Что означала эта позиция? Принятие на себя ответственности за весь мир, чувство столь же наднациональное, сколь и укорененное в высшем слое русского образованного общества. Можно сказать, что чувство это навеяно имперской мощью России. Возможно, отчасти так и есть. Но было бы вульгарно находить прямую связь между социально-политической ситуацией и духовной. Очень странная реакция была и остается у Запада, увидевшего Россию не менее мощной, чем он сам. Более того, уже не ученицей, но оказывающей духовное влияние на Западную Европу. Норвежский славист Воге пишет: «Русская культура становится известной в Западной Европе и начинает оказывать влияние на культуру западную. В России Западная Европа в некотором смысле встретила саму себя. Россия вошла в Европу как ее двойник» [408] . Что же касается позиции Достоевского, то в этом романе он, скорее всего, неожиданно для себя спел панегирик русскому образованному обществу. Желая проклясть, благословил. Ситуация известная из Библии. Когда-то Моавитский царь Валак призвал пророка Валаама, чтобы тот проклял народ Израилев. Но «взглянул Валаам и увидел Израиля, стоящего по коленам своим, и был на нем Дух Божий» (Числа, 24, 2). И Валаам трижды благословляет тех, кого должен был проклинать. Аналогичную ситуацию мы видим почти во всех романах Достоевского.

408

Воге П. Н. Я. Индивид в истории культуры. – СПб.: Центр гуманитарных инициатив, 2011. – С. 366. На презентации этой книги агентством «Norla» на книжной ярмарке non/fiction № 14 в Москве 30 ноября 2012 г. (ЦДХ) я выступал по просьбе Норвежского посольства о книге и задал автору вопрос о том, что такое определение России как двойника не вяжется с его определениями двойника как губителя главного героя и с им, Воге, прокламируемой любовью к России и русской культуре. Если думать, что дело в том, что Россия училась у Западной Европы, то это нормальный культурный процесс. Рим учился у Греции, Западная Европа у Рима. В чем же дело? Он замешкался, потом сказал, что все же Запад не воспринимает Россию как ученицу и по-прежнему боится, что Россия его погубит.
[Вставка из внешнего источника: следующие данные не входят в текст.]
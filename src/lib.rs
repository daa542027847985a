#![cfg_attr(docsrs, feature(doc_cfg))]
//#![warn(missing_docs)]

/*!
 # CSV Binder for Rust

 Typed CSV record marshalling with **arbitrary separators**. Records are
 plain serde types; the separator can be any non-empty string, not just the
 single byte the underlying CSV engine understands.

 ## Core Concepts

- **CsvRecord:** A serde type that declares whether its columns bind by header name or by position.
- **Separator:** A non-empty field separator of one or more characters, such as `,`, `\t` or `::|`.
- **Sentinel:** The reserved control character `U+0001` used as the single-byte separator of every intermediate file.
- **Staging file:** A uniquely named scratch file in a configurable directory, removed as soon as it is no longer needed.
- **CsvBinder:** The entry point that reads, writes and rewrites CSV files.

 ## How it works

 Separators the engine can take as a single byte are handed to it directly.
 Every other separator is rewritten line by line: when reading, the source
 separator becomes the sentinel before parsing; when writing, records are
 serialized with the sentinel and the sentinel is rewritten into the
 requested separator before the destination is replaced. Blank lines are
 dropped along the way, and a source with no content is a normal outcome
 (`Ok(None)` or an empty vector), never an error.

 ## Getting Started

```rust
# use serde::{Deserialize, Serialize};
# use csv_binder::{
#     error::BinderError,
#     item::csv::{CsvBinderBuilder, record::CsvRecord},
# };
# use encoding_rs::UTF_8;
#[derive(Deserialize, Serialize, Debug, Clone, PartialEq)]
struct Car {
    year: u16,
    make: String,
    model: String,
    description: String,
}

impl CsvRecord for Car {}

fn main() -> Result<(), BinderError> {
    let dir = tempfile::tempdir()?;
    let binder = CsvBinderBuilder::new()
        .staging_dir(dir.path().join("staging"))
        .build();

    let csv = "year::|make::|model::|description

1948::|Porsche::|356::|Luxury sports car
1967::|Ford::|Mustang fastback 1967::|American car";

    let cars: Vec<Car> = binder.read_records(csv.as_bytes(), UTF_8, "::|")?;
    assert_eq!(cars.len(), 2);

    let output = dir.path().join("cars.csv");
    binder.write_records(&cars, &output, UTF_8, ";")?;

    let again: Vec<Car> = binder.read_records_from_path(&output, UTF_8, ";")?;
    assert_eq!(again, cars);

    Ok(())
}
```

 ## License
 Licensed under either of

 -   Apache License, Version 2.0
     ([LICENSE-APACHE](LICENSE-APACHE) or <http://www.apache.org/licenses/LICENSE-2.0>)
 -   MIT license
     ([LICENSE-MIT](LICENSE-MIT) or <http://opensource.org/licenses/MIT>)

 at your option.
 */

/// Core building blocks: separators, staging files, encodings and normalization
pub mod core;

/// Error types for binder operations
pub mod error;

#[doc(inline)]
pub use error::*;

/// CSV record readers and writers
pub mod item;
use csv::{DeserializeRecordsIntoIter, Reader, ReaderBuilder, Trim};
use encoding_rs::{Encoding, UTF_8};
use log::debug;
use serde::de::DeserializeOwned;
use std::{
    cell::RefCell,
    io::{BufReader, Read},
};

use crate::{
    core::{
        encoding::{DecodeReader, decode_reader},
        item::{RecordReader, RecordReaderResult},
        normalizer::{NonBlankLines, SeparatorNormalizer},
        separator::{SENTINEL_BYTE, Separator},
        staging::StagingArea,
    },
    error::{BinderError, BinderResult},
    item::csv::record::{ColumnBinding, CsvRecord},
};

/// Configures the CSV engine for one read.
///
/// - Strict parsing (not flexible): every row must have the same number of fields
/// - Headers according to the record's [`ColumnBinding`]
/// - Default CRLF terminator, which accepts both `\n` and `\r\n`
fn engine<R: Read>(source: R, delimiter: u8, binding: ColumnBinding, trim: Trim) -> Reader<R> {
    ReaderBuilder::new()
        .trim(trim)
        .delimiter(delimiter)
        .has_headers(binding.has_headers())
        .flexible(false)
        .from_reader(source)
}

/// Reads whole sources into memory.
///
/// Separators the engine can take as a single byte are used directly; every
/// other separator is first rewritten to the sentinel in a staging file,
/// which is removed once the records are parsed.
pub struct CsvRecordReader<'a> {
    staging: &'a StagingArea,
    trim: Trim,
}

impl<'a> CsvRecordReader<'a> {
    pub fn new(staging: &'a StagingArea, trim: Trim) -> Self {
        Self { staging, trim }
    }

    /// Reads every record of `source`.
    ///
    /// # Returns
    /// - `Ok(records)`, empty when the source has no non-blank line
    /// - `Err(BinderError::Io(_))` on read or staging failures
    /// - `Err(BinderError::Csv(_))` when a row cannot be parsed into `T`
    pub fn read_all<T: CsvRecord, R: Read>(
        &self,
        source: R,
        encoding: &'static Encoding,
        separator: &Separator,
    ) -> BinderResult<Vec<T>> {
        if let Some(delimiter) = separator.as_byte() {
            debug!("Separator {:?} fits the engine, reading without staging", separator);
            let lines = NonBlankLines::new(BufReader::new(decode_reader(source, encoding)));
            return collect(engine(lines, delimiter, T::BINDING, self.trim));
        }

        let staged = SeparatorNormalizer::new(self.staging).normalize(
            source,
            encoding,
            UTF_8,
            separator,
            &Separator::sentinel(),
        )?;

        match staged {
            None => {
                debug!("Source has no content, nothing to parse");
                Ok(Vec::new())
            }
            Some(staged) => {
                let file = BufReader::new(staged.open()?);
                collect(engine(file, SENTINEL_BYTE, T::BINDING, self.trim))
            }
        }
    }
}

fn collect<T: DeserializeOwned, R: Read>(reader: Reader<R>) -> BinderResult<Vec<T>> {
    reader
        .into_deserialize::<T>()
        .map(|record| record.map_err(BinderError::from))
        .collect()
}

/// A lazy, forward-only cursor over the records of a sentinel-separated stream.
///
/// The cursor borrows the stream rather than owning it: the caller opens the
/// stream, keeps it alive while the cursor is in use, and closes it afterwards.
/// Since the borrow outlives every read, reading from a closed stream cannot
/// happen.
///
/// The records can be consumed once, either through [`Iterator`] or through
/// [`RecordReader::read`].
///
/// # Examples
///
/// ```
/// use csv_binder::core::item::RecordReader;
/// use csv_binder::item::csv::{CsvBinderBuilder, record::CsvRecord};
/// use encoding_rs::UTF_8;
/// use serde::{Deserialize, Serialize};
///
/// #[derive(Debug, Serialize, Deserialize, PartialEq)]
/// struct City {
///     name: String,
///     pop: u32,
/// }
///
/// impl CsvRecord for City {}
///
/// let binder = CsvBinderBuilder::new().build();
/// let mut stream = "name\u{1}pop\nBoston\u{1}4628910\n".as_bytes();
///
/// let cities = binder.read_records_lazy::<City, _>(&mut stream, UTF_8);
/// let boston = cities.read().unwrap().unwrap();
/// assert_eq!(boston.name, "Boston");
/// assert!(cities.read().unwrap().is_none());
/// ```
pub struct LazyRecords<'a, R, T> {
    records: RefCell<DeserializeRecordsIntoIter<DecodeReader<&'a mut R>, T>>,
}

impl<'a, R: Read, T: CsvRecord> LazyRecords<'a, R, T> {
    pub(crate) fn new(stream: &'a mut R, encoding: &'static Encoding, trim: Trim) -> Self {
        let reader = engine(
            decode_reader(stream, encoding),
            SENTINEL_BYTE,
            T::BINDING,
            trim,
        );
        Self {
            records: RefCell::new(reader.into_deserialize()),
        }
    }
}

impl<R: Read, T: DeserializeOwned> Iterator for LazyRecords<'_, R, T> {
    type Item = BinderResult<T>;

    fn next(&mut self) -> Option<Self::Item> {
        self.records
            .get_mut()
            .next()
            .map(|record| record.map_err(BinderError::from))
    }
}

impl<R: Read, T: DeserializeOwned> RecordReader<T> for LazyRecords<'_, R, T> {
    /// Reads the next record.
    ///
    /// # Returns
    /// - `Ok(Some(record))` if a record is successfully read
    /// - `Ok(None)` if there are no more records to read
    /// - `Err(_)` if an error occurs during reading or deserialization
    fn read(&self) -> RecordReaderResult<T> {
        match self.records.borrow_mut().next() {
            Some(Ok(record)) => Ok(Some(record)),
            Some(Err(error)) => Err(error.into()),
            None => Ok(None),
        }
    }
}
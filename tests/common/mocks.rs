//! Mock version of a byte source such as a network stream.
use mockall::mock;

use std::io::{self, Read};

mock! {
    pub Source {}
    impl Read for Source {
        fn read(&mut self, buf: &mut [u8]) -> io::Result<usize>;
    }
}

/// A source that yields `data` once, then fails with `message`.
pub fn failing_after(data: &'static [u8], message: &'static str) -> MockSource {
    let mut source = MockSource::new();
    let mut served = false;
    source.expect_read().returning(move |buf| {
        if served {
            return Err(io::Error::other(message));
        }
        served = true;
        let count = data.len().min(buf.len());
        buf[..count].copy_from_slice(&data[..count]);
        Ok(count)
    });
    source
}
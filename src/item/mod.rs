/// This module provides the CSV record reader, writer and binder facade.
pub mod csv;
use std::{
    env,
    fs::File,
    io::Read,
    path::{Path, PathBuf},
};

use csv::Trim;
use encoding_rs::Encoding;
use log::debug;

use crate::{
    core::{
        normalizer::SeparatorNormalizer,
        separator::Separator,
        staging::{StagingArea, StagingFile},
    },
    error::BinderResult,
    item::csv::{
        csv_reader::{CsvRecordReader, LazyRecords},
        csv_writer::CsvRecordWriter,
        record::CsvRecord,
    },
};

const DEFAULT_STAGING_DIR: &str = "csv-binder-staging";

/// Entry point for marshalling typed records to and from CSV files.
///
/// A binder only holds its configuration, so it can be shared between
/// threads: concurrent calls each work on their own staging files. Calls
/// writing to the same destination path are not coordinated, though.
///
/// Every separator argument is validated before any I/O takes place; an
/// empty separator is rejected with [`BinderError::InvalidArgument`](crate::BinderError::InvalidArgument).
///
/// # Examples
///
/// ```
/// use csv_binder::item::csv::{CsvBinderBuilder, record::CsvRecord};
/// use encoding_rs::UTF_8;
/// use serde::{Deserialize, Serialize};
///
/// #[derive(Debug, Serialize, Deserialize, PartialEq)]
/// struct Car {
///     year: u16,
///     make: String,
///     model: String,
/// }
///
/// impl CsvRecord for Car {}
///
/// let dir = tempfile::tempdir().unwrap();
/// let binder = CsvBinderBuilder::new()
///     .staging_dir(dir.path().join("staging"))
///     .build();
///
/// let cars = vec![
///     Car { year: 1948, make: "Porsche".into(), model: "356".into() },
///     Car { year: 1967, make: "Ford".into(), model: "Mustang".into() },
/// ];
///
/// let path = dir.path().join("cars.csv");
/// binder.write_records(&cars, &path, UTF_8, "::|").unwrap();
///
/// let read: Vec<Car> = binder.read_records_from_path(&path, UTF_8, "::|").unwrap();
/// assert_eq!(read, cars);
/// ```
#[derive(Debug, Clone)]
pub struct CsvBinder {
    staging: StagingArea,
    trim: Trim,
}

impl CsvBinder {
    /// The directory staging files are created in.
    pub fn staging_dir(&self) -> &Path {
        self.staging.dir()
    }

    /// Writes `records` to `destination` using `separator` between fields.
    ///
    /// The destination is replaced as a whole, or left untouched on failure.
    /// Zero records produce an empty file without a header row.
    pub fn write_records<T: CsvRecord, P: AsRef<Path>>(
        &self,
        records: &[T],
        destination: P,
        encoding: &'static Encoding,
        separator: &str,
    ) -> BinderResult<()> {
        let separator = Separator::new(separator)?;
        CsvRecordWriter::new(&self.staging).write_all(records, destination, encoding, &separator)
    }

    /// Reads every record from `source`.
    ///
    /// Blank lines are ignored; a source without content yields an empty
    /// vector.
    pub fn read_records<T: CsvRecord, R: Read>(
        &self,
        source: R,
        encoding: &'static Encoding,
        separator: &str,
    ) -> BinderResult<Vec<T>> {
        let separator = Separator::new(separator)?;
        CsvRecordReader::new(&self.staging, self.trim).read_all(source, encoding, &separator)
    }

    /// Reads every record from the file at `path`.
    pub fn read_records_from_path<T: CsvRecord, P: AsRef<Path>>(
        &self,
        path: P,
        encoding: &'static Encoding,
        separator: &str,
    ) -> BinderResult<Vec<T>> {
        let separator = Separator::new(separator)?;
        let file = File::open(path.as_ref())?;
        debug!("Reading records from {}", path.as_ref().display());
        CsvRecordReader::new(&self.staging, self.trim).read_all(file, encoding, &separator)
    }

    /// Returns a lazy cursor over a sentinel-separated stream, typically one
    /// opened from the file returned by [`CsvBinder::prepare_processable_file`].
    ///
    /// The stream stays owned by the caller, who closes it once the cursor
    /// is done.
    pub fn read_records_lazy<'a, T: CsvRecord, R: Read>(
        &self,
        normalized: &'a mut R,
        encoding: &'static Encoding,
    ) -> LazyRecords<'a, R, T> {
        LazyRecords::new(normalized, encoding, self.trim)
    }

    /// Rewrites `source` with the sentinel separator so it can be read lazily.
    ///
    /// Returns `Ok(None)` when the source has no non-blank line. The returned
    /// staging file is deleted when dropped.
    pub fn prepare_processable_file<R: Read>(
        &self,
        source: R,
        encoding: &'static Encoding,
        source_separator: &str,
    ) -> BinderResult<Option<StagingFile>> {
        let source_separator = Separator::new(source_separator)?;
        self.normalize(source, encoding, &source_separator, &Separator::sentinel())
    }

    /// [`CsvBinder::prepare_processable_file`] for a file on disk.
    pub fn prepare_processable_path<P: AsRef<Path>>(
        &self,
        path: P,
        encoding: &'static Encoding,
        source_separator: &str,
    ) -> BinderResult<Option<StagingFile>> {
        let source_separator = Separator::new(source_separator)?;
        let file = File::open(path)?;
        self.normalize(file, encoding, &source_separator, &Separator::sentinel())
    }

    /// Replaces every literal occurrence of `source_separator` by
    /// `target_separator` into a new staging file, dropping blank lines.
    ///
    /// Returns `Ok(None)` when the source has no non-blank line.
    pub fn rewrite_separator<R: Read>(
        &self,
        source: R,
        encoding: &'static Encoding,
        source_separator: &str,
        target_separator: &str,
    ) -> BinderResult<Option<StagingFile>> {
        let source_separator = Separator::new(source_separator)?;
        let target_separator = Separator::new(target_separator)?;
        self.normalize(source, encoding, &source_separator, &target_separator)
    }

    /// [`CsvBinder::rewrite_separator`] for a file on disk.
    pub fn rewrite_separator_in_path<P: AsRef<Path>>(
        &self,
        path: P,
        encoding: &'static Encoding,
        source_separator: &str,
        target_separator: &str,
    ) -> BinderResult<Option<StagingFile>> {
        let source_separator = Separator::new(source_separator)?;
        let target_separator = Separator::new(target_separator)?;
        let file = File::open(path)?;
        self.normalize(file, encoding, &source_separator, &target_separator)
    }

    fn normalize<R: Read>(
        &self,
        source: R,
        encoding: &'static Encoding,
        source_separator: &Separator,
        target_separator: &Separator,
    ) -> BinderResult<Option<StagingFile>> {
        SeparatorNormalizer::new(&self.staging).normalize(
            source,
            encoding,
            encoding,
            source_separator,
            target_separator,
        )
    }
}

/// A builder for configuring a [`CsvBinder`].
///
/// # Default Configuration
///
/// - Staging directory: `csv-binder-staging` under the system temp directory
/// - Trimming: none, fields are read exactly as written
///
/// # Examples
///
/// ```
/// use csv::Trim;
/// use csv_binder::item::csv::CsvBinderBuilder;
///
/// let binder = CsvBinderBuilder::new()
///     .staging_dir("/var/tmp/imports")
///     .trim(Trim::All)
///     .build();
///
/// assert_eq!(binder.staging_dir(), std::path::Path::new("/var/tmp/imports"));
/// ```
#[derive(Debug, Clone)]
pub struct CsvBinderBuilder {
    staging_dir: PathBuf,
    trim: Trim,
}

impl Default for CsvBinderBuilder {
    fn default() -> Self {
        Self::new()
    }
}

impl CsvBinderBuilder {
    pub fn new() -> Self {
        Self {
            staging_dir: env::temp_dir().join(DEFAULT_STAGING_DIR),
            trim: Trim::None,
        }
    }

    /// Sets the directory staging files are created in. It is created on
    /// first use.
    pub fn staging_dir<P: AsRef<Path>>(mut self, dir: P) -> Self {
        self.staging_dir = dir.as_ref().to_path_buf();
        self
    }

    /// Sets how whitespace around fields is trimmed when reading.
    pub fn trim(mut self, trim: Trim) -> Self {
        self.trim = trim;
        self
    }

    pub fn build(self) -> CsvBinder {
        CsvBinder {
            staging: StagingArea::new(self.staging_dir),
            trim: self.trim,
        }
    }
}

#[cfg(test)]
mod tests {
    use encoding_rs::UTF_8;

    use serde::{Deserialize, Serialize};

    use super::*;
    use crate::{BinderError, item::csv::record::ColumnBinding};

    #[derive(Serialize, Deserialize)]
    struct Pair(String, String);

    impl CsvRecord for Pair {
        const BINDING: ColumnBinding = ColumnBinding::ByPosition;
    }

    #[test]
    fn empty_separators_are_rejected_before_any_io() {
        let binder = CsvBinderBuilder::new()
            .staging_dir("/nonexistent/never/created")
            .build();

        let read = binder.read_records_from_path::<Pair, _>(
            "/nonexistent/input.csv",
            UTF_8,
            "",
        );
        assert!(matches!(read, Err(BinderError::InvalidArgument(_))));

        let rewrite = binder.rewrite_separator("a,b".as_bytes(), UTF_8, ",", "");
        assert!(matches!(rewrite, Err(BinderError::InvalidArgument(_))));

        let write = binder.write_records::<Pair, _>(&[], "/nonexistent/out.csv", UTF_8, "");
        assert!(matches!(write, Err(BinderError::InvalidArgument(_))));

        assert!(!binder.staging_dir().exists());
    }

    #[test]
    fn builder_defaults_to_the_system_temp_directory() {
        let binder = CsvBinderBuilder::default().build();
        assert!(binder.staging_dir().starts_with(env::temp_dir()));
    }
}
Годом позже после выхода романа он отрефлексировал в «Дневнике писателя» эту ситуацию. В февральской тетради «Дневника писателя» за 1876 г. Достоевский выговорил весьма важную формулу: «А потому и я отвечу искренно: напротив, это мы должны преклониться перед народом и ждать от него всего, и мысли, и образа; преклониться пред правдой народной и признать ее за правду, даже и в том ужасном случае, если она вышла бы отчасти и из Четьи-Минеи. Одним словом, мы должны склониться, как блудные дети, двести лет не бывшие дома, но воротившиеся, однако же, все-таки русскими, в чем, впрочем, великая наша заслуга. Но, с другой стороны, преклониться мы должны под одним лишь условием, и это sine qua non: чтоб народ и от нас принял многое из того, что мы принесли с собой. Не можем же мы совсем перед ним уничтожиться, и даже перед какой бы то ни было его правдой; наше пусть остается при нас, и мы не отдадим его ни за что на свете, даже, в крайнем случае, и за счастье соединения с народом. В противном случае пусть уж мы оба погибаем врознь. Да противного случая и не будет вовсе; я же совершенно убежден, что это нечто, что мы принесли с собой, существует действительно, – не мираж, а имеет и образ, и форму, и вес». Пусть «оба погибаем врознь»! Страшные слова, страшное предчувствие, что народ оттолкнет русское образованное общество и это приведет к общероссийской катастрофе. И вместе с тем необходимо отстаивать свою интеллектуальную правду, особенно если она ведет к Христу.